During the reign of Fu Jian of the Former Qin dynasty (357–385), one member of the Qihuo, Xia Mo (夏默), was appointed as the Gentleman of the Left Garrison.

In 370, there were several hundred Qihuo soldiers under the Jin general, Yuan Zhen when he rebelled at Shouchun, but after the rebellion's defeat in 371, the Jin commander, Huan Wen had them all executed.

In 386, a Qihuo general in Henan, Huang Huai (黃淮), proclaimed himself Inspector of Bing province and allied with the Dingling rebel, Zhai Liao to attack Changshe (長社; present-day Changge, Henan) with thousands of people.

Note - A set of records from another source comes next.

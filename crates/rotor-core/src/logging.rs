//! tracing을 사용한 로깅 인프라.
//!
//! 이 모듈은 다양한 출력 형식을 지원하는 구조화된 로깅을 제공합니다:
//! - **pretty**: 개발용 사람이 읽기 쉬운 형식
//! - **json**: 운영환경/로그 집계용 JSON 형식
//! - **compact**: 로그 크기를 줄이기 위한 간결한 형식

use tracing_subscriber::{
    fmt::{self, format::FmtSpan},
    layer::SubscriberExt,
    util::SubscriberInitExt,
    EnvFilter,
};

/// 로그 출력 형식.
#[derive(Debug, Clone, Copy, PartialEq, Eq)]
pub enum LogFormat {
    /// 색상이 포함된 사람이 읽기 쉬운 형식 (개발용)
    Pretty,
    /// 로그 집계용 JSON 형식 (운영용)
    Json,
    /// 간결한 한 줄 형식
    Compact,
}

impl Default for LogFormat {
    fn default() -> Self {
        Self::Pretty
    }
}

impl std::str::FromStr for LogFormat {
    type Err = String;

    fn from_str(s: &str) -> Result<Self, Self::Err> {
        match s.to_lowercase().as_str() {
            "pretty" => Ok(Self::Pretty),
            "json" => Ok(Self::Json),
            "compact" => Ok(Self::Compact),
            _ => Err(format!("Unknown log format: {}", s)),
        }
    }
}

/// 로깅 설정.
#[derive(Debug, Clone)]
pub struct LogConfig {
    /// 로그 레벨 필터 (예: "info", "debug", "rotor_backtest=debug")
    pub level: String,
    /// 출력 형식
    pub format: LogFormat,
    /// span 이벤트 포함 여부 (진입/종료)
    pub with_span_events: bool,
    /// 파일명과 줄 번호 포함 여부
    pub with_file: bool,
    /// 대상(모듈 경로) 포함 여부
    pub with_target: bool,
}

impl Default for LogConfig {
    fn default() -> Self {
        Self {
            level: "info".to_string(),
            format: LogFormat::Pretty,
            with_span_events: false,
            with_file: false,
            with_target: true,
        }
    }
}

impl LogConfig {
    /// 새 로그 설정을 생성합니다.
    pub fn new(level: impl Into<String>) -> Self {
        Self {
            level: level.into(),
            ..Default::default()
        }
    }

    /// 로그 형식을 설정합니다.
    pub fn with_format(mut self, format: LogFormat) -> Self {
        self.format = format;
        self
    }

    /// span 이벤트를 활성화합니다.
    pub fn with_span_events(mut self, enabled: bool) -> Self {
        self.with_span_events = enabled;
        self
    }

    /// 환경 변수에서 설정을 생성합니다.
    pub fn from_env() -> Self {
        let level = std::env::var("RUST_LOG").unwrap_or_else(|_| "info".to_string());
        let format = std::env::var("LOG_FORMAT")
            .ok()
            .and_then(|s| s.parse().ok())
            .unwrap_or(LogFormat::Pretty);

        Self {
            level,
            format,
            ..Default::default()
        }
    }
}

/// 주어진 설정으로 로깅 시스템을 초기화합니다.
///
/// # 예제
///
/// ```no_run
/// use rotor_core::logging::{init_logging, LogConfig, LogFormat};
///
/// let config = LogConfig::new("debug").with_format(LogFormat::Compact);
/// init_logging(config).unwrap();
/// ```
pub fn init_logging(config: LogConfig) -> Result<(), Box<dyn std::error::Error>> {
    let env_filter =
        EnvFilter::try_from_default_env().or_else(|_| EnvFilter::try_new(&config.level))?;

    let span_events = if config.with_span_events {
        FmtSpan::NEW | FmtSpan::CLOSE
    } else {
        FmtSpan::NONE
    };

    match config.format {
        LogFormat::Pretty => {
            let fmt_layer = fmt::layer()
                .pretty()
                .with_file(config.with_file)
                .with_line_number(config.with_file)
                .with_target(config.with_target)
                .with_span_events(span_events);

            tracing_subscriber::registry()
                .with(env_filter)
                .with(fmt_layer)
                .try_init()?;
        }
        LogFormat::Json => {
            let fmt_layer = fmt::layer()
                .json()
                .with_file(config.with_file)
                .with_line_number(config.with_file)
                .with_target(config.with_target)
                .with_span_events(span_events);

            tracing_subscriber::registry()
                .with(env_filter)
                .with(fmt_layer)
                .try_init()?;
        }
        LogFormat::Compact => {
            let fmt_layer = fmt::layer()
                .compact()
                .with_file(config.with_file)
                .with_line_number(config.with_file)
                .with_target(config.with_target)
                .with_span_events(span_events);

            tracing_subscriber::registry()
                .with(env_filter)
                .with(fmt_layer)
                .try_init()?;
        }
    }

    tracing::info!(
        format = ?config.format,
        level = %config.level,
        "로깅 초기화 완료"
    );

    Ok(())
}

/// 환경 변수에서 로깅을 초기화합니다.
///
/// 레벨에는 `RUST_LOG`를, 형식에는 `LOG_FORMAT`을 사용합니다.
pub fn init_logging_from_env() -> Result<(), Box<dyn std::error::Error>> {
    init_logging(LogConfig::from_env())
}

/// 리밸런스 컨텍스트 필드가 포함된 span을 생성하는 매크로.
#[macro_export]
macro_rules! rebalance_span {
    ($name:expr, $trade_date:expr) => {
        tracing::info_span!($name, trade_date = %$trade_date)
    };
    ($name:expr, $trade_date:expr, $signal_date:expr) => {
        tracing::info_span!($name, trade_date = %$trade_date, signal_date = %$signal_date)
    };
}

#[cfg(test)]
mod tests {
    use super::*;

    #[test]
    fn test_log_format_from_str() {
        assert_eq!("pretty".parse::<LogFormat>().unwrap(), LogFormat::Pretty);
        assert_eq!("json".parse::<LogFormat>().unwrap(), LogFormat::Json);
        assert_eq!("compact".parse::<LogFormat>().unwrap(), LogFormat::Compact);
        assert_eq!("JSON".parse::<LogFormat>().unwrap(), LogFormat::Json);
        assert!("invalid".parse::<LogFormat>().is_err());
    }

    #[test]
    fn test_log_config_builder() {
        let config = LogConfig::new("debug")
            .with_format(LogFormat::Json)
            .with_span_events(true);

        assert_eq!(config.level, "debug");
        assert_eq!(config.format, LogFormat::Json);
        assert!(config.with_span_events);
    }
}
//! 주간 로테이션 전략 백테스트.
//!
//! - `engine` - 일봉 기반 시뮬레이션 루프
//! - `metrics` - 수익률/위험/비용 지표
//! - `report` - CSV/HTML 산출물

pub mod engine;
pub mod metrics;
pub mod report;

pub use engine::{
    BacktestConfig, BacktestEngine, BacktestError, BacktestOutcome, BacktestResult,
    RebalanceRecord,
};
pub use metrics::{BacktestStats, TRADING_DAYS_PER_YEAR};
pub use report::{
    read_equity_csv, read_rebalances_csv, write_equity_csv, write_html_report,
    write_rebalances_csv,
};
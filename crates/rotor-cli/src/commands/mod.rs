//! CLI 하위 명령 구현.

pub mod backtest;
pub mod paper;
pub mod plan;
pub mod report;
pub mod status;
pub mod update_data;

However, he was defeated and killed by Jin forces.

The Qihuo's last appearance in history was in 419. When many of the imperial Jin family fled to the south of the Yellow River, the general, Shao Ping (邵平) led more than a thousand Qihuo soldiers from Bing province to welcome Sima Wenrong (司馬文榮) at the south of Jinyong (金鏞; northwest of Luoyang, Henan). After Wenrong was assassinated by a relative, Sima Shunming (司馬順明), who occupied Lingyun Terrace (陵雲台) west of Luoyang, Shao Ping acclaimed Shunming as the new leader. Shunming later surrendered to the Northern Wei dynasty.